Consignas en coro escuché por la televisión. Niños antimperialistas exigiéndole a Obama la liberación de los Cinco. Gritos y más gritos. Un pionerito de 5 años agarró una bandera mientras decía que era capaz de morir por la Patria y por la Revolución. Lo vi clarito en mi pantalla, en horario estelar. El odio sacudió el recuerdo más arrugado de aquella mi infancia.
El mismo niño hablaba del amor a Fidel, le llamaba “Comandante Invicto”. Acto seguido pudo combinar perfectamente en una oración las palabras “guerra, lucha, batalla, asesino, muerte, traición, sacrificio, victoria, revolución, enemigos, anticubanos, combate y venceremos…” Su excelente dicción logró colocar cada una de ellas en lo más profundo de mi alma. Me vi ahí, yo era ese pequeño soldadito uniformado de rojo, blanco y pañoleta azul. Me vi a mi mismo cuando tenía su edad y repetía “abajo el imperialismo” como las tablas de multiplicar.

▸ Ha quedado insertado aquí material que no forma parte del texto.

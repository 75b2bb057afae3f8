#[allow(unused_imports)]
pub(crate) use {
    libc::{c_int, c_uint, c_void, cmsghdr, msghdr, size_t, socklen_t},
    std::os::fd::{AsFd, AsRawFd, BorrowedFd, FromRawFd, IntoRawFd, OwnedFd, RawFd},
};
macro_rules! ok_or_ret_errno {
    ($success:expr => $($scb:tt)+) => {
        if $success {
            Ok($($scb)+)
        } else {
            Err(::std::io::Error::last_os_error())
        }
    };
}
//! The error type shared by every channel operation.
//!
//! At the [`Channel`](crate::Channel) level any error means the channel is dead and should be
//! dropped by its owner. The variants exist so that the owner can tell an orderly peer shutdown
//! ([`Error::Closed`]) from everything else, and so that logs say what actually went wrong.

use crate::cmsg::Truncation;
use std::io;
use thiserror::Error;

/// Result alias used throughout the crate.
pub type Result<T, E = Error> = std::result::Result<T, E>;

/// Reasons for which a send or receive did not complete.
#[derive(Debug, Error)]
#[non_exhaustive]
pub enum Error {
    /// The peer closed its end of the connection before a new message began.
    #[error("channel closed by peer")]
    Closed,
    /// The channel was already closed on this side.
    #[error("channel has already been released")]
    Released,
    /// The kernel reported that the payload, the descriptors, or both did not fit into the buffers
    /// provided. Every descriptor that did arrive has been closed.
    #[error("message truncated ({0})")]
    Truncated(Truncation),
    /// The connection ended in the middle of a framed message.
    #[error("connection ended after {received} of {expected} bytes")]
    Incomplete {
        /// Size of the framing unit (header or body) that was being read.
        expected: usize,
        /// How much of it arrived.
        received: usize,
    },
    /// The peer announced a message larger than the receive buffer.
    #[error("peer declared a {declared}-byte message, receive buffer holds {capacity} bytes")]
    Oversize {
        /// Payload length from the framing header.
        declared: usize,
        /// Length of the caller's buffer.
        capacity: usize,
    },
    /// The peer announced a message without payload.
    #[error("peer declared an empty message")]
    EmptyMessage,
    /// The peer announced more descriptors than a message can carry.
    #[error("peer declared {declared} descriptors, at most {} are allowed", crate::MAX_FD_COUNT)]
    TooManyDescriptors {
        /// Descriptor count from the framing header.
        declared: usize,
    },
    /// A message of an exact size was expected, but one of a different size arrived.
    #[error("expected a {expected}-byte message, got {received} bytes")]
    SizeMismatch {
        /// The size the caller asked for.
        expected: usize,
        /// The size that was delivered.
        received: usize,
    },
    /// A system call failed with a non-transient error.
    #[error(transparent)]
    Io(#[from] io::Error),
}
impl Error {
    /// Returns `true` if this is an orderly disconnect by the peer rather than a failure.
    #[inline]
    pub fn is_closed(&self) -> bool {
        matches!(self, Self::Closed)
    }
}
impl From<Error> for io::Error {
    fn from(e: Error) -> Self {
        use io::ErrorKind::*;
        let kind = match e {
            Error::Io(inner) => return inner,
            Error::Closed | Error::Incomplete { .. } => UnexpectedEof,
            Error::Released => NotConnected,
            Error::Truncated(..)
            | Error::Oversize { .. }
            | Error::EmptyMessage
            | Error::TooManyDescriptors { .. }
            | Error::SizeMismatch { .. } => InvalidData,
        };
        io::Error::new(kind, e)
    }
}
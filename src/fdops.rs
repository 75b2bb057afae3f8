//! Blocking socket calls with transparent retrying of `EINTR` and `EAGAIN`.

use crate::{misc::is_transient, unixprelude::*, Error};
use std::io;

#[cfg(fdchan_msg_nosignal)]
const SEND_FLAGS: c_int = libc::MSG_NOSIGNAL;
#[cfg(not(fdchan_msg_nosignal))]
const SEND_FLAGS: c_int = 0;

#[cfg(fdchan_cmsg_cloexec)]
const RECV_FLAGS: c_int = libc::MSG_CMSG_CLOEXEC;
#[cfg(not(fdchan_cmsg_cloexec))]
const RECV_FLAGS: c_int = 0;

/// Runs `f` until it returns something other than an interrupted or would-block error.
pub(crate) fn retry_transient<T>(mut f: impl FnMut() -> io::Result<T>) -> io::Result<T> {
    loop {
        match f() {
            Err(e) if is_transient(&e) => continue,
            els => return els,
        }
    }
}

#[allow(clippy::cast_sign_loss)]
fn ssize_to_result(ret: isize) -> io::Result<usize> {
    if ret >= 0 {
        Ok(ret as usize)
    } else {
        Err(io::Error::last_os_error())
    }
}

fn recv_once(fd: BorrowedFd<'_>, buf: &mut [u8]) -> io::Result<usize> {
    let ret = unsafe { libc::recv(fd.as_raw_fd(), buf.as_mut_ptr().cast(), buf.len(), 0) };
    ssize_to_result(ret)
}
fn send_once(fd: BorrowedFd<'_>, buf: &[u8]) -> io::Result<usize> {
    let ret = unsafe { libc::send(fd.as_raw_fd(), buf.as_ptr().cast(), buf.len(), SEND_FLAGS) };
    ssize_to_result(ret)
}

/// Fills `buf` completely.
///
/// End of stream before the first byte is [`Error::Closed`]; end of stream afterwards is
/// [`Error::Incomplete`].
pub(crate) fn read_all(fd: BorrowedFd<'_>, buf: &mut [u8]) -> crate::Result<()> {
    let mut got = 0;
    while got < buf.len() {
        match retry_transient(|| recv_once(fd, &mut buf[got..]))? {
            0 if got == 0 => return Err(Error::Closed),
            0 => {
                return Err(Error::Incomplete {
                    expected: buf.len(),
                    received: got,
                })
            }
            n => got += n,
        }
    }
    Ok(())
}

/// Writes all of `buf`.
pub(crate) fn write_all(fd: BorrowedFd<'_>, buf: &[u8]) -> io::Result<()> {
    let mut sent = 0;
    while sent < buf.len() {
        match retry_transient(|| send_once(fd, &buf[sent..]))? {
            0 => return Err(io::ErrorKind::WriteZero.into()),
            n => sent += n,
        }
    }
    Ok(())
}

/// One `sendmsg` call with SIGPIPE suppressed where the platform allows it per call.
///
/// # Safety
/// Every pointer in `hdr` must be valid for reads for the length stored next to it.
pub(crate) unsafe fn sendmsg(fd: BorrowedFd<'_>, hdr: &msghdr) -> io::Result<usize> {
    retry_transient(|| {
        let ret = unsafe {
            // SAFETY: forwarded to the caller
            libc::sendmsg(fd.as_raw_fd(), hdr, SEND_FLAGS)
        };
        ssize_to_result(ret)
    })
}

/// One `recvmsg` call. Received descriptors get close-on-exec atomically where the platform
/// supports it. `hdr.msg_flags` holds the kernel's flags afterwards.
///
/// # Safety
/// Every pointer in `hdr` must be valid for writes for the length stored next to it.
pub(crate) unsafe fn recvmsg(fd: BorrowedFd<'_>, hdr: &mut msghdr) -> io::Result<usize> {
    retry_transient(|| {
        let ret = unsafe {
            // SAFETY: forwarded to the caller
            libc::recvmsg(fd.as_raw_fd(), hdr, RECV_FLAGS)
        };
        ssize_to_result(ret)
    })
}
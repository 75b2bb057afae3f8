#![allow(unused_macros)]

macro_rules! make_macro_modules {
    ($($modname:ident),+ $(,)?) => {$(
        #[macro_use] mod $modname;
    )+};
}

make_macro_modules! {
    ok_or_ret_errno,
}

Entre imágenes en blanco y negro de gente muriendo en un tiroteo campal, la voz en off del muchachito contaba los beneficios revolucionarios. Hablaba de que no todos los niños del mundo tienen libros, hablaba de que madres embarazadas fuera de Cuba mueren por no recibir atención médica; y mientras hablaba del hambre en África, imágenes de pequeños raquíticos tirados en el fango aparecían en mi televisor.
Sentí aborrecimiento, furia, ira, rabia, cólera. Mi mente captó el mensaje subliminal y comenzó a producir un sentimiento de repulsión que corría veloz por mis venas.
¿Ese niño sabrá jugar? ¿Tendrá fantasías? ¿Dónde está su inocencia? ¡Yo mismo me respondí!
Me vi ahí. Mi niñez se resumió en esos 7 minutos de adoctrinamiento que pude resistir.